JUSTICE REINVESTMENT

KEY TO REDUCING INDIGENOUS INCARCERATION

By Tom Calma

Crime rates are dropping, but rates of imprisonment – particularly of Aboriginal and Torres Strait Islander people – are sky-rocketing. A new approach is needed.

The Australian Law Reform Commission’s Pathways to Justice report tabled in April is the most recent in a long line to address the over-representation of Aboriginal and Torres Strait Islander people in prison, and not the first to point to justice reinvestment as a solution.

Almost ten years ago, in my role as Aboriginal and Torres Strait Islander Social Justice Commissioner, I first promoted the concept of justice reinvestment. At that time, the idea was already gaining popularity in the US. Today, 31 states in the US have reformed their corrections and sentencing policies to reprioritise taxpayer dollars. Eight prisons have closed in Texas in the past six years.

Savings generated by reducing imprisonment go towards alternatives to incarceration for low-level offenders that are effective in reducing reoffending. Crime rates have continued their downward trend and billions of dollars are expected to be saved.
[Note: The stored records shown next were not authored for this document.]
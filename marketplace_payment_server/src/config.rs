use std::env;

use chrono::Duration;
use log::*;
use mpg_common::Secret;

const DEFAULT_MPG_HOST: &str = "127.0.0.1";
const DEFAULT_MPG_PORT: u16 = 4460;
/// Maximum age of a delivery's signed timestamp, in seconds.
const DEFAULT_WEBHOOK_TOLERANCE_SECS: i64 = 300;
/// How long an uncommitted idempotency claim shadows redeliveries, in seconds.
const DEFAULT_LEDGER_LEASE_SECS: i64 = 300;

#[derive(Clone, Debug)]
pub struct ServerConfig {
    pub host: String,
    pub port: u16,
    pub database_url: String,
    /// Shared secret with the payment provider, used to verify webhook signatures.
    pub webhook: WebhookConfig,
    /// The lease duration handed to the idempotency ledger for every claim.
    pub ledger_lease: Duration,
}

/// The subset of configuration the webhook route needs. Shared with the actix workers as
/// `web::Data`.
#[derive(Clone, Debug)]
pub struct WebhookConfig {
    pub secret: Secret<String>,
    /// Deliveries whose signed timestamp is older than this are rejected outright.
    pub tolerance: Duration,
}

impl Default for ServerConfig {
    fn default() -> Self {
        Self {
            host: DEFAULT_MPG_HOST.to_string(),
            port: DEFAULT_MPG_PORT,
            database_url: String::default(),
            webhook: WebhookConfig {
                secret: Secret::default(),
                tolerance: Duration::seconds(DEFAULT_WEBHOOK_TOLERANCE_SECS),
            },
            ledger_lease: Duration::seconds(DEFAULT_LEDGER_LEASE_SECS),
        }
    }
}

impl ServerConfig {
    pub fn new(host: &str, port: u16) -> Self {
        Self { host: host.to_string(), port, ..Default::default() }
    }

    pub fn from_env_or_default() -> Self {
        let host = env::var("MPG_HOST").ok().unwrap_or_else(|| DEFAULT_MPG_HOST.into());
        let port = env::var("MPG_PORT")
            .map(|s| {
                s.parse::<u16>().unwrap_or_else(|e| {
                    error!(
                        "🪛️ {s} is not a valid port for MPG_PORT. {e} Using the default, {DEFAULT_MPG_PORT}, instead."
                    );
                    DEFAULT_MPG_PORT
                })
            })
            .ok()
            .unwrap_or(DEFAULT_MPG_PORT);
        let database_url = env::var("MPG_DATABASE_URL").ok().unwrap_or_else(|| {
            error!("🪛️ MPG_DATABASE_URL is not set. Please set it to the URL for the payments database.");
            String::default()
        });
        let secret = env::var("MPG_WEBHOOK_SECRET").map(Secret::new).unwrap_or_default();
        if secret.is_empty() {
            error!(
                "🪛️ MPG_WEBHOOK_SECRET is not set. Every webhook delivery will fail signature verification until it \
                 is configured."
            );
        }
        let tolerance = duration_from_env("MPG_WEBHOOK_TOLERANCE_SECS", DEFAULT_WEBHOOK_TOLERANCE_SECS);
        let ledger_lease = duration_from_env("MPG_LEDGER_LEASE_SECS", DEFAULT_LEDGER_LEASE_SECS);
        Self {
            host,
            port,
            database_url,
            webhook: WebhookConfig { secret, tolerance },
            ledger_lease,
        }
    }
}

fn duration_from_env(var: &str, default_secs: i64) -> Duration {
    let secs = env::var(var)
        .map(|s| {
            s.parse::<i64>().unwrap_or_else(|e| {
                error!("🪛️ {s} is not a valid number of seconds for {var}. {e} Using {default_secs} instead.");
                default_secs
            })
        })
        .ok()
        .unwrap_or(default_secs);
    Duration::seconds(secs)
}
use actix_web::{body::MessageBody, http::StatusCode, test, test::TestRequest, web, App};
use chrono::{Duration, Utc};
use marketplace_payment_engine::{helpers::sign_payload, ClaimOutcome, ReconcilerApi};
use mpg_common::Secret;

use crate::{
    config::WebhookConfig,
    endpoint_tests::mocks::{test_company, MockBackend},
    routes::{payment_webhook, SIGNATURE_HEADER, TIMESTAMP_HEADER},
};

const SECRET: &str = "whsec_test_0001";

fn webhook_config() -> WebhookConfig {
    WebhookConfig { secret: Secret::new(SECRET.to_string()), tolerance: Duration::minutes(5) }
}

fn subscription_checkout_body() -> String {
    format!(
        r#"{{"id":"evt_100","type":"checkout.session.completed","created":{},"data":{{"object":{{"customer":"cus_1","subscription":"sub_1","metadata":{{"type":"SUBSCRIPTION","companyId":"42"}}}}}}}}"#,
        Utc::now().timestamp()
    )
}

fn signed_headers(body: &str) -> Vec<(&'static str, String)> {
    let timestamp = Utc::now().timestamp().to_string();
    let signature = sign_payload(SECRET, &timestamp, body.as_bytes());
    vec![(SIGNATURE_HEADER, signature), (TIMESTAMP_HEADER, timestamp)]
}

/// Runs the webhook route against a mocked backend and returns (status, body).
async fn post_event(backend: MockBackend, body: &str, headers: Vec<(&'static str, String)>) -> (StatusCode, String) {
    let _ = env_logger::try_init().ok();
    let api = ReconcilerApi::new(backend, Duration::minutes(5));
    let app = App::new()
        .app_data(web::Data::new(api))
        .app_data(web::Data::new(webhook_config()))
        .route("/webhook/payments", web::post().to(payment_webhook::<MockBackend>));
    let service = test::init_service(app).await;
    let mut req = TestRequest::post().uri("/webhook/payments").set_payload(body.to_string());
    for (name, value) in headers {
        req = req.insert_header((name, value));
    }
    let res = test::call_service(&service, req.to_request()).await;
    let (_, res) = res.into_parts();
    let status = res.status();
    let body = String::from_utf8_lossy(&res.into_body().try_into_bytes().unwrap()).into_owned();
    (status, body)
}

#[actix_web::test]
async fn missing_headers_are_rejected() {
    // No expectations set: any call on the backend fails the test.
    let backend = MockBackend::new();
    let (status, body) = post_event(backend, &subscription_checkout_body(), vec![]).await;
    assert_eq!(status, StatusCode::BAD_REQUEST);
    assert!(body.contains("Missing required header"), "unexpected body: {body}");
}

#[actix_web::test]
async fn tampered_body_is_rejected_before_touching_the_backend() {
    let backend = MockBackend::new();
    let body = subscription_checkout_body();
    let headers = signed_headers(&body);
    let tampered = body.replace("\"companyId\":\"42\"", "\"companyId\":\"43\"");
    let (status, body) = post_event(backend, &tampered, headers).await;
    assert_eq!(status, StatusCode::BAD_REQUEST);
    assert!(body.contains("Webhook verification failed"), "unexpected body: {body}");
}

#[actix_web::test]
async fn stale_timestamp_is_rejected() {
    let backend = MockBackend::new();
    let body = subscription_checkout_body();
    let timestamp = (Utc::now() - Duration::hours(1)).timestamp().to_string();
    let signature = sign_payload(SECRET, &timestamp, body.as_bytes());
    let headers = vec![(SIGNATURE_HEADER, signature), (TIMESTAMP_HEADER, timestamp)];
    let (status, _) = post_event(backend, &body, headers).await;
    assert_eq!(status, StatusCode::BAD_REQUEST);
}

#[actix_web::test]
async fn valid_subscription_checkout_is_applied() {
    let mut backend = MockBackend::new();
    backend.expect_try_claim().returning(|_, _| Ok(ClaimOutcome::Claimed));
    backend.expect_fetch_company().returning(|id| Ok(Some(test_company(id))));
    backend.expect_update_company_subscription().returning(|_, _, _| Ok(true));
    backend.expect_commit().times(1).returning(|_| Ok(()));
    let body = subscription_checkout_body();
    let headers = signed_headers(&body);
    let (status, body) = post_event(backend, &body, headers).await;
    assert_eq!(status, StatusCode::OK);
    assert!(body.contains("Event applied."), "unexpected body: {body}");
}

#[actix_web::test]
async fn duplicate_delivery_is_acknowledged() {
    let mut backend = MockBackend::new();
    backend.expect_try_claim().returning(|_, _| Ok(ClaimOutcome::AlreadyProcessed));
    let body = subscription_checkout_body();
    let headers = signed_headers(&body);
    let (status, body) = post_event(backend, &body, headers).await;
    assert_eq!(status, StatusCode::OK);
    assert!(body.contains("Event already processed."), "unexpected body: {body}");
}

#[actix_web::test]
async fn unknown_checkout_type_is_acknowledged_with_a_failure_body() {
    let backend = MockBackend::new();
    let body = format!(
        r#"{{"id":"evt_101","type":"checkout.session.completed","created":{},"data":{{"object":{{"metadata":{{"type":"GIFT_CARD"}}}}}}}}"#,
        Utc::now().timestamp()
    );
    let headers = signed_headers(&body);
    let (status, body) = post_event(backend, &body, headers).await;
    assert_eq!(status, StatusCode::OK);
    assert!(body.contains(r#""success":false"#), "unexpected body: {body}");
}

#[actix_web::test]
async fn backend_failure_yields_a_retryable_status() {
    use marketplace_payment_engine::StoreError;
    let mut backend = MockBackend::new();
    backend.expect_try_claim().returning(|_, _| Ok(ClaimOutcome::Claimed));
    backend.expect_fetch_company().returning(|_| Err(StoreError::DatabaseError("disk I/O error".to_string())));
    backend.expect_release().times(1).returning(|_| Ok(()));
    let body = subscription_checkout_body();
    let headers = signed_headers(&body);
    let (status, _) = post_event(backend, &body, headers).await;
    assert_eq!(status, StatusCode::INTERNAL_SERVER_ERROR);
}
Crime rates in Australia are decreasing too – but imprisonment is increasing. In NSW, between 2011 and 2015, the number of crimes decreased in the majority of crime categories while the adult prison population increased by approximately 30 per cent. During the same period in NSW, arrests of Aboriginal and Torres Strait Islander people for violent offences dropped by 37 per cent, and for property crime by 33 per cent, while the rate of Aboriginal and Torres Strait Islander imprisonment rose by 40 per cent.

There’s a reason why justice reinvestment has gained support across the US, the UK and now Australia. And the reason is – it’s common sense. The ongoing and increasing expenditure of public resources on imprisonment for low-level offenders is a bad investment in social, health and economic terms. Returning low-level offenders from prison to socially and economically disadvantaged communities where there is inadequate housing, low levels of participation in schooling, few training or employment opportunities and limited or no drug and alcohol rehabilitation services doesn’t make sense. We are setting people – and communities – up to fail.

What does make sense is reprioritising where our money is spent. It needs to be moved away from building new prisons and into early intervention and crime prevention programs to reduce the number of people being locked up in the first place.

What also makes sense is reprioritising spending to invest in the services needed in communities with high rates of offending, so that offending decreases and, as a result, public safety increases.

This is the public policy challenge facing our governments and communities: churning large numbers of people through our prisons (and the criminal justice system as a whole) and back into the community actually decreases public safety and amenity.

Locking people up may look like the solution but it simply generates further disadvantage, inequality and public disorder. In fact, statistics indicate that more than half of the prisoners released are back inside prison within two years of release.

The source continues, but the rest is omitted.